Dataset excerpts
---

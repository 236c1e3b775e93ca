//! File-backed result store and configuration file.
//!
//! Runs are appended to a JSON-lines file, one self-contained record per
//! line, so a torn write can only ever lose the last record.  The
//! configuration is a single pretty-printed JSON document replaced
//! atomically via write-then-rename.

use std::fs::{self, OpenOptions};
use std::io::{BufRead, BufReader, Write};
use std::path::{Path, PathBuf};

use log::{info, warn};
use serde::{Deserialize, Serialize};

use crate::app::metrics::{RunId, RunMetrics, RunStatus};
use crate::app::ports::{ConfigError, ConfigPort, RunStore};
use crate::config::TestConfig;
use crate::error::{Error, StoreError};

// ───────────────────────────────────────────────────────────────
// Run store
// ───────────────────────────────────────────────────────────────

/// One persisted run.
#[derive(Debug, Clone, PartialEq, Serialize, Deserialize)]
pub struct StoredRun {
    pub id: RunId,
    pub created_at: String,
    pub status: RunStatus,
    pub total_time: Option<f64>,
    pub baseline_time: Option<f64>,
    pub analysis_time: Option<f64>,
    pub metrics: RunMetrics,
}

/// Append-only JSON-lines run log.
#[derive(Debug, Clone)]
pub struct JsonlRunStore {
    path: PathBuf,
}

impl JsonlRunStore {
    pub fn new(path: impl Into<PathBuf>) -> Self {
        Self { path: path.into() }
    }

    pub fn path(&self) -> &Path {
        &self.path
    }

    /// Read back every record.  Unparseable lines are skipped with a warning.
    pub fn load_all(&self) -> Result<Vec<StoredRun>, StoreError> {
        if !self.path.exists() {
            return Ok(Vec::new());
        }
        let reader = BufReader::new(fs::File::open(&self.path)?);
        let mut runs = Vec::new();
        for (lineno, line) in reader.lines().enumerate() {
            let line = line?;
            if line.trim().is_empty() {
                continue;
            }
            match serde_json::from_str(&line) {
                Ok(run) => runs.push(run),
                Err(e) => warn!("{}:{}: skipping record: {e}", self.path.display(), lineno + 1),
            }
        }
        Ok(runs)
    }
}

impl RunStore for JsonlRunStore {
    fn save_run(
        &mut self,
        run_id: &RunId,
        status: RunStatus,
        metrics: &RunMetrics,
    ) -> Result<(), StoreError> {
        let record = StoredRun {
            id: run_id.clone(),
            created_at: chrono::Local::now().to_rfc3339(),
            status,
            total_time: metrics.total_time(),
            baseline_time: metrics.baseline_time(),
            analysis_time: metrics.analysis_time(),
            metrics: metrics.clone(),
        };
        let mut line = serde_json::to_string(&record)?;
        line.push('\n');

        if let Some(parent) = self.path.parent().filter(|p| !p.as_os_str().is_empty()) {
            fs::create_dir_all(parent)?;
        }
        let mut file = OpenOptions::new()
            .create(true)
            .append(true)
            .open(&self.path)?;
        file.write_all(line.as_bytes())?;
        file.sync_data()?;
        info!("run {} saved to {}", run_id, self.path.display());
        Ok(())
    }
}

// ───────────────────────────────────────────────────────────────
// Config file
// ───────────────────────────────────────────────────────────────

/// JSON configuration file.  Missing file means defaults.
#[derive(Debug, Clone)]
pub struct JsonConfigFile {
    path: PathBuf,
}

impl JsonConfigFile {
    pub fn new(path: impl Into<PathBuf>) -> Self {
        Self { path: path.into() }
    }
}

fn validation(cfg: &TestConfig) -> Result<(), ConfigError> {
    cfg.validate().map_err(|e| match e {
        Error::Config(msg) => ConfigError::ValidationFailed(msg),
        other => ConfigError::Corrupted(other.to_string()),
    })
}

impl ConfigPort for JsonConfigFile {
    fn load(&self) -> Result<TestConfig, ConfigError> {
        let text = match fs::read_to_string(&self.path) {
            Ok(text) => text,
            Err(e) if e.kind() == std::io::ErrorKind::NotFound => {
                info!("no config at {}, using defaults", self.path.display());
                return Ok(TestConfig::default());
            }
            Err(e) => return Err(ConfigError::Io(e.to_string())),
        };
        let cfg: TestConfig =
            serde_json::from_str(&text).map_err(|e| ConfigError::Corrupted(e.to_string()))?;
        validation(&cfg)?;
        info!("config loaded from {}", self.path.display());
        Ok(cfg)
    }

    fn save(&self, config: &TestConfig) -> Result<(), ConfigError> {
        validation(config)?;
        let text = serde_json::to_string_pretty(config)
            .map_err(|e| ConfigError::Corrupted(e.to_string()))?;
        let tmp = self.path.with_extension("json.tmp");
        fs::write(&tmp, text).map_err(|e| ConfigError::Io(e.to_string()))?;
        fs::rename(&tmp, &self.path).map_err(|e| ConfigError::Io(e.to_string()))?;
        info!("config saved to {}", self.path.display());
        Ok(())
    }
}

---

Directions:
None of the lines above may be skipped. Transcribe each one exactly.

Solution for this task:
repository 236c1e3b775e93ca
//! File-backed result store and configuration file.
//!
//! Runs are appended to a JSON-lines file, one self-contained record per
//! line, so a torn write can only ever lose the last record.  The
//! configuration is a single pretty-printed JSON document replaced
//! atomically via write-then-rename.

use std::fs::{self, OpenOptions};
use std::io::{BufRead, BufReader, Write};
use std::path::{Path, PathBuf};

use log::{info, warn};
use serde::{Deserialize, Serialize};

use crate::app::metrics::{RunId, RunMetrics, RunStatus};
use crate::app::ports::{ConfigError, ConfigPort, RunStore};
use crate::config::TestConfig;
use crate::error::{Error, StoreError};

// ───────────────────────────────────────────────────────────────
// Run store
// ───────────────────────────────────────────────────────────────

/// One persisted run.
#[derive(Debug, Clone, PartialEq, Serialize, Deserialize)]
pub struct StoredRun {
    pub id: RunId,
    pub created_at: String,
    pub status: RunStatus,
    pub total_time: Option<f64>,
    pub baseline_time: Option<f64>,
    pub analysis_time: Option<f64>,
    pub metrics: RunMetrics,
}

/// Append-only JSON-lines run log.
#[derive(Debug, Clone)]
pub struct JsonlRunStore {
    path: PathBuf,
}

impl JsonlRunStore {
    pub fn new(path: impl Into<PathBuf>) -> Self {
        Self { path: path.into() }
    }

    pub fn path(&self) -> &Path {
        &self.path
    }

    /// Read back every record.  Unparseable lines are skipped with a warning.
    pub fn load_all(&self) -> Result<Vec<StoredRun>, StoreError> {
        if !self.path.exists() {
            return Ok(Vec::new());
        }
        let reader = BufReader::new(fs::File::open(&self.path)?);
        let mut runs = Vec::new();
        for (lineno, line) in reader.lines().enumerate() {
            let line = line?;
            if line.trim().is_empty() {
                continue;
            }
            match serde_json::from_str(&line) {
                Ok(run) => runs.push(run),
                Err(e) => warn!("{}:{}: skipping record: {e}", self.path.display(), lineno + 1),
            }
        }
        Ok(runs)
    }
}

impl RunStore for JsonlRunStore {
    fn save_run(
        &mut self,
        run_id: &RunId,
        status: RunStatus,
        metrics: &RunMetrics,
    ) -> Result<(), StoreError> {
        let record = StoredRun {
            id: run_id.clone(),
            created_at: chrono::Local::now().to_rfc3339(),
            status,
            total_time: metrics.total_time(),
            baseline_time: metrics.baseline_time(),
            analysis_time: metrics.analysis_time(),
            metrics: metrics.clone(),
        };
        let mut line = serde_json::to_string(&record)?;
        line.push('\n');

        if let Some(parent) = self.path.parent().filter(|p| !p.as_os_str().is_empty()) {
            fs::create_dir_all(parent)?;
        }
        let mut file = OpenOptions::new()
            .create(true)
            .append(true)
            .open(&self.path)?;
        file.write_all(line.as_bytes())?;
        file.sync_data()?;
        info!("run {} saved to {}", run_id, self.path.display());
        Ok(())
    }
}

// ───────────────────────────────────────────────────────────────
// Config file
// ───────────────────────────────────────────────────────────────

/// JSON configuration file.  Missing file means defaults.
#[derive(Debug, Clone)]
pub struct JsonConfigFile {
    path: PathBuf,
}

impl JsonConfigFile {
    pub fn new(path: impl Into<PathBuf>) -> Self {
        Self { path: path.into() }
    }
}

fn validation(cfg: &TestConfig) -> Result<(), ConfigError> {
    cfg.validate().map_err(|e| match e {
        Error::Config(msg) => ConfigError::ValidationFailed(msg),
        other => ConfigError::Corrupted(other.to_string()),
    })
}

impl ConfigPort for JsonConfigFile {
    fn load(&self) -> Result<TestConfig, ConfigError> {
        let text = match fs::read_to_string(&self.path) {
            Ok(text) => text,
            Err(e) if e.kind() == std::io::ErrorKind::NotFound => {
                info!("no config at {}, using defaults", self.path.display());
                return Ok(TestConfig::default());
            }
            Err(e) => return Err(ConfigError::Io(e.to_string())),
        };
        let cfg: TestConfig =
            serde_json::from_str(&text).map_err(|e| ConfigError::Corrupted(e.to_string()))?;
        validation(&cfg)?;
        info!("config loaded from {}", self.path.display());
        Ok(cfg)
    }

    fn save(&self, config: &TestConfig) -> Result<(), ConfigError> {
        validation(config)?;
        let text = serde_json::to_string_pretty(config)
            .map_err(|e| ConfigError::Corrupted(e.to_string()))?;
        let tmp = self.path.with_extension("json.tmp");
        fs::write(&tmp, text).map_err(|e| ConfigError::Io(e.to_string()))?;
        fs::rename(&tmp, &self.path).map_err(|e| ConfigError::Io(e.to_string()))?;
        info!("config saved to {}", self.path.display());
        Ok(())
    }
}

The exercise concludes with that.